Il est possible d’intervenir par des changements de mode de vie ou par des médicaments en cas de taux de cholestérol ou de triglycérides anormaux, mais comme les résultats définitifs de la recherche ne sont pas disponibles, c’est quelque chose que chaque médecin doit évaluer pour l’instant en fonction de l’histoire de chaque patient. . Mais pour l’avenir, il s’agit d’un domaine extrêmement intéressant, car pour de nombreux spécialistes, c’est précisément dans la relation entre les lipides et le cerveau des personnes âgées que peut résider l’explication de l’apparition de la maladie d’Alzheimer et d’autres formes de démence.
L’hypothèse dite amyloïde, qui attribue l’apparition des symptômes cliniques de la démence à l’accumulation de protéine bêta-amyloïde dans le cerveau, est aujourd’hui de moins en moins solide, du moins pour les formes à développement tardif qui représentent 90 % des diagnostics d’Alzheimer. . Ceci est démontré, entre autres, par les très mauvais résultats obtenus par les médicaments, bien qu’approuvés ces dernières années, qui ciblent cette protéine.
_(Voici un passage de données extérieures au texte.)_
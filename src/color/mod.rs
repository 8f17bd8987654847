//! Terminal colors.
//!
//! A [`Color`] is parsed from a definition (`"red"`, `"#ff8000"`,
//! `"rgb(10,20,30)"`, `"196"`, `"default"`) and knows which [`ColorSystem`]
//! it natively belongs to. Before emission it is downgraded to whatever the
//! output sink supports:
//!
//! - TrueColor → 256 colors: gray ramp for neutral colors, 6x6x6 cube otherwise
//! - anything → 16 colors: nearest entry in the target palette
//!
//! Parsing and downgrading are pure, so both are memoized in bounded caches.

mod error;
mod palette;
mod triplet;

pub use error::ColorParseError;
pub use palette::{Palette, EIGHT_BIT_PALETTE, STANDARD_PALETTE, WINDOWS_PALETTE};
pub use triplet::{blend_rgb, ColorTriplet};

use std::fmt;

use crate::cache::SharedCache;

static PARSE_CACHE: SharedCache<String, Result<Color, ColorParseError>> = SharedCache::new(1024);
static DOWNGRADE_CACHE: SharedCache<(Color, ColorSystem), Color> = SharedCache::new(1024);

/// The set of colors a terminal can display, ordered by capability.
#[derive(Debug, Clone, Copy, PartialEq, Eq, PartialOrd, Ord, Hash)]
pub enum ColorSystem {
    /// Legacy Windows console: 16 colors with their own palette.
    Windows,
    /// 16 ANSI colors.
    Standard,
    /// xterm 256 colors.
    EightBit,
    /// 24-bit RGB.
    TrueColor,
}

impl ColorSystem {
    /// Look up a color system by its configuration name.
    pub fn from_name(name: &str) -> Option<Self> {
        match name.trim().to_lowercase().as_str() {
            "truecolor" => Some(Self::TrueColor),
            "256" | "eight_bit" => Some(Self::EightBit),
            "standard" => Some(Self::Standard),
            "windows" => Some(Self::Windows),
            _ => None,
        }
    }

    pub fn name(&self) -> &'static str {
        match self {
            Self::Windows => "windows",
            Self::Standard => "standard",
            Self::EightBit => "256",
            Self::TrueColor => "truecolor",
        }
    }
}

/// How a color is stored.
#[derive(Debug, Clone, Copy, PartialEq, Eq, Hash)]
pub enum ColorType {
    /// The terminal's own default foreground or background.
    Default,
    /// One of the 16 ANSI colors.
    Standard(u8),
    /// An index into the 256-color palette.
    EightBit(u8),
    TrueColor(ColorTriplet),
    /// One of the 16 legacy Windows console colors.
    Windows(u8),
}

/// A terminal color together with the definition it was created from.
#[derive(Debug, Clone, PartialEq, Eq, Hash)]
pub struct Color {
    name: String,
    kind: ColorType,
}

const NAMED_COLORS: [(&str, u8); 18] = [
    ("black", 0),
    ("red", 1),
    ("green", 2),
    ("yellow", 3),
    ("blue", 4),
    ("magenta", 5),
    ("cyan", 6),
    ("white", 7),
    ("bright_black", 8),
    ("grey", 8),
    ("gray", 8),
    ("bright_red", 9),
    ("bright_green", 10),
    ("bright_yellow", 11),
    ("bright_blue", 12),
    ("bright_magenta", 13),
    ("bright_cyan", 14),
    ("bright_white", 15),
];

impl Color {
    pub fn new(name: impl Into<String>, kind: ColorType) -> Self {
        Self {
            name: name.into(),
            kind,
        }
    }

    /// The terminal's default color.
    pub fn default_color() -> Self {
        Self::new("default", ColorType::Default)
    }

    /// A color from its 0-255 terminal number.
    ///
    /// Numbers below 16 are standard colors; the rest index the 256-color palette.
    pub fn from_ansi(number: u8) -> Self {
        let kind = if number < 16 {
            ColorType::Standard(number)
        } else {
            ColorType::EightBit(number)
        };
        Self::new(format!("color({})", number), kind)
    }

    pub fn from_triplet(triplet: ColorTriplet) -> Self {
        Self::new(triplet.hex(), ColorType::TrueColor(triplet))
    }

    pub fn from_rgb(red: u8, green: u8, blue: u8) -> Self {
        Self::from_triplet(ColorTriplet::new(red, green, blue))
    }

    /// Parse a color definition.
    ///
    /// Accepts named colors, `#rrggbb`, `rgb(r,g,b)`, `color(n)`, a bare
    /// palette index `0..=255` and `default`. Case and surrounding
    /// whitespace are ignored. Out-of-range components are an error, never
    /// clamped.
    pub fn parse(definition: &str) -> Result<Self, ColorParseError> {
        PARSE_CACHE.get_or_insert_with(definition.to_string(), |d| parse_uncached(d))
    }

    pub fn name(&self) -> &str {
        &self.name
    }

    pub fn kind(&self) -> ColorType {
        self.kind
    }

    /// Palette number for standard, 256-color and Windows colors.
    pub fn number(&self) -> Option<u8> {
        match self.kind {
            ColorType::Standard(n) | ColorType::EightBit(n) | ColorType::Windows(n) => Some(n),
            ColorType::Default | ColorType::TrueColor(_) => None,
        }
    }

    pub fn triplet(&self) -> Option<ColorTriplet> {
        match self.kind {
            ColorType::TrueColor(triplet) => Some(triplet),
            _ => None,
        }
    }

    pub fn is_default(&self) -> bool {
        self.kind == ColorType::Default
    }

    /// Check if the terminal theme decides how this color looks.
    pub fn is_system_defined(&self) -> bool {
        matches!(self.kind, ColorType::Standard(_) | ColorType::Windows(_))
    }

    /// The color system this color natively belongs to.
    pub fn system(&self) -> ColorSystem {
        match self.kind {
            ColorType::Default | ColorType::Standard(_) => ColorSystem::Standard,
            ColorType::EightBit(_) => ColorSystem::EightBit,
            ColorType::TrueColor(_) => ColorSystem::TrueColor,
            ColorType::Windows(_) => ColorSystem::Windows,
        }
    }

    /// Resolve the color to RGB.
    ///
    /// The default color resolves to white in the foreground and black in the
    /// background.
    pub fn get_truecolor(&self, foreground: bool) -> ColorTriplet {
        let from_palette = |palette: Palette, n: u8| palette.get(usize::from(n)).unwrap_or_default();
        match self.kind {
            ColorType::TrueColor(triplet) => triplet,
            ColorType::EightBit(n) => from_palette(EIGHT_BIT_PALETTE, n),
            ColorType::Standard(n) => from_palette(STANDARD_PALETTE, n),
            ColorType::Windows(n) => from_palette(WINDOWS_PALETTE, n),
            ColorType::Default if foreground => ColorTriplet::new(255, 255, 255),
            ColorType::Default => ColorTriplet::new(0, 0, 0),
        }
    }

    /// SGR parameters selecting this color.
    pub fn get_ansi_codes(&self, foreground: bool) -> Vec<String> {
        match self.kind {
            ColorType::Default => vec![if foreground { "39" } else { "49" }.to_string()],
            ColorType::Standard(n) | ColorType::Windows(n) => {
                let n = u16::from(n);
                let code = match (n < 8, foreground) {
                    (true, true) => 30 + n,
                    (true, false) => 40 + n,
                    (false, true) => 90 + (n - 8),
                    (false, false) => 100 + (n - 8),
                };
                vec![code.to_string()]
            }
            ColorType::EightBit(n) => vec![
                if foreground { "38" } else { "48" }.to_string(),
                "5".to_string(),
                n.to_string(),
            ],
            ColorType::TrueColor(t) => vec![
                if foreground { "38" } else { "48" }.to_string(),
                "2".to_string(),
                t.red.to_string(),
                t.green.to_string(),
                t.blue.to_string(),
            ],
        }
    }

    /// Convert to a color the given system can display.
    ///
    /// Returns an unchanged copy when `system` is at least as capable as the
    /// color's own system.
    pub fn downgrade(&self, system: ColorSystem) -> Color {
        if self.is_default() || system >= self.system() {
            return self.clone();
        }
        DOWNGRADE_CACHE.get_or_insert_with((self.clone(), system), |(color, system)| {
            color.downgrade_uncached(*system)
        })
    }

    fn downgrade_uncached(&self, system: ColorSystem) -> Color {
        match system {
            ColorSystem::EightBit => match self.kind {
                ColorType::TrueColor(triplet) => {
                    Color::new(self.name.clone(), ColorType::EightBit(eight_bit_number(triplet)))
                }
                _ => self.clone(),
            },
            ColorSystem::Standard => {
                let number = match self.kind {
                    ColorType::TrueColor(triplet) => STANDARD_PALETTE.closest(triplet) as u8,
                    ColorType::EightBit(n) if n < 16 => n,
                    ColorType::EightBit(n) => {
                        STANDARD_PALETTE.closest(self.palette_triplet(n)) as u8
                    }
                    _ => return self.clone(),
                };
                Color::new(self.name.clone(), ColorType::Standard(number))
            }
            ColorSystem::Windows => {
                let number = match self.kind {
                    ColorType::TrueColor(triplet) => WINDOWS_PALETTE.closest(triplet) as u8,
                    ColorType::Standard(n) => n,
                    ColorType::EightBit(n) if n < 16 => n,
                    ColorType::EightBit(n) => WINDOWS_PALETTE.closest(self.palette_triplet(n)) as u8,
                    _ => return self.clone(),
                };
                Color::new(self.name.clone(), ColorType::Windows(number))
            }
            ColorSystem::TrueColor => self.clone(),
        }
    }

    fn palette_triplet(&self, n: u8) -> ColorTriplet {
        EIGHT_BIT_PALETTE.get(usize::from(n)).unwrap_or_default()
    }
}

/// Map an RGB triplet onto the 256-color palette.
///
/// Neutral grays use the 24-step ramp (232-255) with the extremes snapped to
/// cube black (16) and white (231); everything else maps each channel onto
/// the 6x6x6 cube.
fn eight_bit_number(triplet: ColorTriplet) -> u8 {
    let ColorTriplet { red, green, blue } = triplet;
    if red == green && green == blue {
        let gray = (f64::from(red) / 255.0 * 25.0).round() as u8;
        return match gray {
            0 => 16,
            25 => 231,
            _ => 231 + gray,
        };
    }
    let level = |channel: u8| (f64::from(channel) / 255.0 * 5.0).round() as u8;
    16 + 36 * level(red) + 6 * level(green) + level(blue)
}

impl fmt::Display for Color {
    fn fmt(&self, f: &mut fmt::Formatter<'_>) -> fmt::Result {
        f.write_str(&self.name)
    }
}

impl std::str::FromStr for Color {
    type Err = ColorParseError;

    fn from_str(s: &str) -> Result<Self, Self::Err> {
        Color::parse(s)
    }
}

fn parse_uncached(definition: &str) -> Result<Color, ColorParseError> {
    let color = definition.trim().to_lowercase();
    if color.is_empty() {
        return Err(ColorParseError::new(definition, "empty color definition"));
    }

    if color == "default" {
        return Ok(Color::new(color, ColorType::Default));
    }

    if let Some((_, number)) = NAMED_COLORS.iter().find(|(name, _)| *name == color) {
        return Ok(Color::new(color.clone(), ColorType::Standard(*number)));
    }

    if let Some(hex) = color.strip_prefix('#') {
        let triplet = parse_hex(hex).ok_or_else(|| {
            ColorParseError::new(definition, "expected six hex digits after '#'")
        })?;
        return Ok(Color::new(color.clone(), ColorType::TrueColor(triplet)));
    }

    if let Some(inner) = color.strip_prefix("rgb(").and_then(|s| s.strip_suffix(')')) {
        let components: Vec<&str> = inner.split(',').collect();
        if components.len() != 3 {
            return Err(ColorParseError::new(definition, "expected three components"));
        }
        let mut values = [0u8; 3];
        for (slot, component) in values.iter_mut().zip(components) {
            *slot = parse_component(component.trim()).map_err(|reason| {
                ColorParseError::new(definition, reason)
            })?;
        }
        let triplet = ColorTriplet::new(values[0], values[1], values[2]);
        return Ok(Color::new(color.clone(), ColorType::TrueColor(triplet)));
    }

    let number_text = color
        .strip_prefix("color(")
        .and_then(|s| s.strip_suffix(')'))
        .unwrap_or(color.as_str());
    if !number_text.is_empty() && number_text.len() <= 3 && number_text.bytes().all(|b| b.is_ascii_digit()) {
        let number = parse_component(number_text)
            .map_err(|_| ColorParseError::new(definition, "palette index must be <= 255"))?;
        let kind = if number < 16 {
            ColorType::Standard(number)
        } else {
            ColorType::EightBit(number)
        };
        return Ok(Color::new(color.clone(), kind));
    }

    Err(ColorParseError::new(definition, "not a known color"))
}

fn parse_hex(hex: &str) -> Option<ColorTriplet> {
    if hex.len() != 6 || !hex.bytes().all(|b| b.is_ascii_hexdigit()) {
        return None;
    }
    let channel = |range: std::ops::Range<usize>| u8::from_str_radix(&hex[range], 16).ok();
    Some(ColorTriplet::new(channel(0..2)?, channel(2..4)?, channel(4..6)?))
}

fn parse_component(text: &str) -> Result<u8, String> {
    if text.is_empty() || !text.bytes().all(|b| b.is_ascii_digit()) {
        return Err(format!("{:?} is not a number", text));
    }
    let value: u32 = text
        .parse()
        .map_err(|_| format!("{:?} is out of range", text))?;
    u8::try_from(value).map_err(|_| format!("component {} must be <= 255", value))
}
L’histoire clinique de la maladie d’Alzheimer et de la démence est donc probablement beaucoup plus complexe. Et un nombre croissant d’experts pensent désormais que cela pourrait provenir d’un déséquilibre dans la production de cholestérol et d’autres lipides qui favorisent l’inflammation des tissus cérébraux et endommagent la fonction cérébrale. Ayant pour conséquence, au moins dans certains cas, la production et l’accumulation de protéine bêta-amyloïde.